Twijfels bij nieuwe labels als ‘eerlijk’
Ook ziet Nederland niet direct toegevoegde waarde in nieuwe labels die op producten mogen worden gebruikt als ‘eerlijk’, ‘billijk’ en ‘korte ketens’. Het roept vragen op over criteria voor ‘eerlijk’ of ‘billijk’, maar ook weer over hoe dat wordt gehandhaafd. Dit kan de markt dan ook weer zelf oppakken, schrijft Veldkamp in de brief. Hij verwacht dat meerdere lidstaten de voorstellen tegen het licht zullen houden vanwege administratieve lastendruk, waardoor een aantal niet uitvoerbaar zal blijken.
Onderhandeling door Unie van producentenorganisaties
De nieuwe voorstellen moeten het ook makkelijker maken dat Unies van Producentenorganisaties prijsonderhandelingen uitvoeren namens aangesloten producentenorganisaties. In Nederland is The Greenery in gesprek met BelOrta over zo’n unie.

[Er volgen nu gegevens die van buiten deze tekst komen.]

//! # citewise-search
//!
//! Web search and readable-text extraction for grounded answers.
//!
//! Given a query, this crate asks a search provider for candidate pages,
//! fetches every candidate concurrently under a per-source deadline, extracts
//! and sanitises each page's primary text, and returns the successful pages
//! as an ordered [`SourceSet`].
//!
//! ## Design
//!
//! - One provider request per query, no retries; provider failure is fatal
//! - Unbounded concurrent fan-out over the (small) candidate list
//! - Each fetch races a timer; the losing download is aborted
//! - Per-source failures are [`FetchOutcome`] values, never errors
//! - Provider ranking order is preserved for citation numbering
//!
//! ## Security
//!
//! - Search queries are logged only at trace level
//! - API keys never appear in errors or `Debug` output

pub mod aggregator;
pub mod config;
pub mod content;
pub mod error;
pub mod fetcher;
pub mod http;
pub mod provider;
pub mod providers;
pub mod sanitize;
pub mod types;

pub use config::SearchConfig;
pub use error::{Result, SearchError};
pub use fetcher::SourceFetcher;
pub use provider::SearchProvider;
pub use providers::GoogleProvider;
pub use types::{FetchFailure, FetchOutcome, ProviderCredentials, Source, SourceSet};

/// A search provider paired with a page fetcher.
///
/// Both share one HTTP client. Construct once and reuse across requests.
#[derive(Debug, Clone)]
pub struct WebSearch<P = GoogleProvider> {
    provider: P,
    fetcher: SourceFetcher,
    config: SearchConfig,
}

impl WebSearch<GoogleProvider> {
    /// Create a Google-backed search from `config`.
    ///
    /// # Errors
    ///
    /// Returns [`SearchError::Config`] if `config` is invalid, or
    /// [`SearchError::Http`] if the HTTP client cannot be built.
    pub fn new(config: SearchConfig) -> Result<Self> {
        config.validate()?;
        let client = http::build_client(&config)?;
        Ok(Self {
            provider: GoogleProvider::with_client(client.clone()),
            fetcher: SourceFetcher::with_client(client, &config),
            config,
        })
    }
}

impl<P: SearchProvider> WebSearch<P> {
    /// Create a search around a custom provider.
    ///
    /// # Errors
    ///
    /// Same as [`WebSearch::new`].
    pub fn with_provider(provider: P, config: SearchConfig) -> Result<Self> {
        config.validate()?;
        let fetcher = SourceFetcher::new(&config)?;
        Ok(Self {
            provider,
            fetcher,
            config,
        })
    }

    /// The active configuration.
    pub fn config(&self) -> &SearchConfig {
        &self.config
    }

    /// Ask the provider for candidate sources (text unset).
    ///
    /// # Errors
    ///
    /// Propagates the provider's [`SearchError`]; this is fatal for the request.
    pub async fn candidates(
        &self,
        query: &str,
        credentials: Option<&ProviderCredentials>,
    ) -> Result<Vec<Source>> {
        self.provider.search(query, credentials, &self.config).await
    }

    /// Search and fetch: the ordered set of sources with extracted text.
    ///
    /// # Errors
    ///
    /// Only provider failures are errors. Sources that fail to fetch are
    /// dropped, and an empty set is a valid result.
    ///
    /// # Examples
    ///
    /// ```no_run
    /// # async fn example() -> citewise_search::Result<()> {
    /// let search = citewise_search::WebSearch::new(Default::default())?;
    /// let sources = search.search("capital of France", None).await?;
    /// for (n, source) in sources.cited() {
    ///     println!("[{n}] {} ({})", source.title, source.link);
    /// }
    /// # Ok(())
    /// # }
    /// ```
    pub async fn search(
        &self,
        query: &str,
        credentials: Option<&ProviderCredentials>,
    ) -> Result<SourceSet> {
        let candidates = self.candidates(query, credentials).await?;
        tracing::debug!(
            provider = self.provider.name(),
            count = candidates.len(),
            "candidates received"
        );
        Ok(aggregator::gather_sources(&self.fetcher, candidates).await)
    }
}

Verder kunnen in de groente- en fruitsector subsidiepercentages worden verhoogd van 50 naar 60% in lidstaten waar minder dan 10% van de telers is georganiseerd in producentenorganisaties. Nederland spreekt zich daar niet tegen uit, terwijl dat voor Nederland niet haalbaar lijkt. De organisatiegraad is veel hoger. Wel wil de Europese Commissie ook dat jonge en nieuwe telers die voor het eerst toetreden tot erkende producentenorganisaties (onder voorwaarden) een subsidiepercentage van 60% (in plaats van het huidige 50%) krijgen voor investeringen. Daar is Nederland zeker wel voorstander van.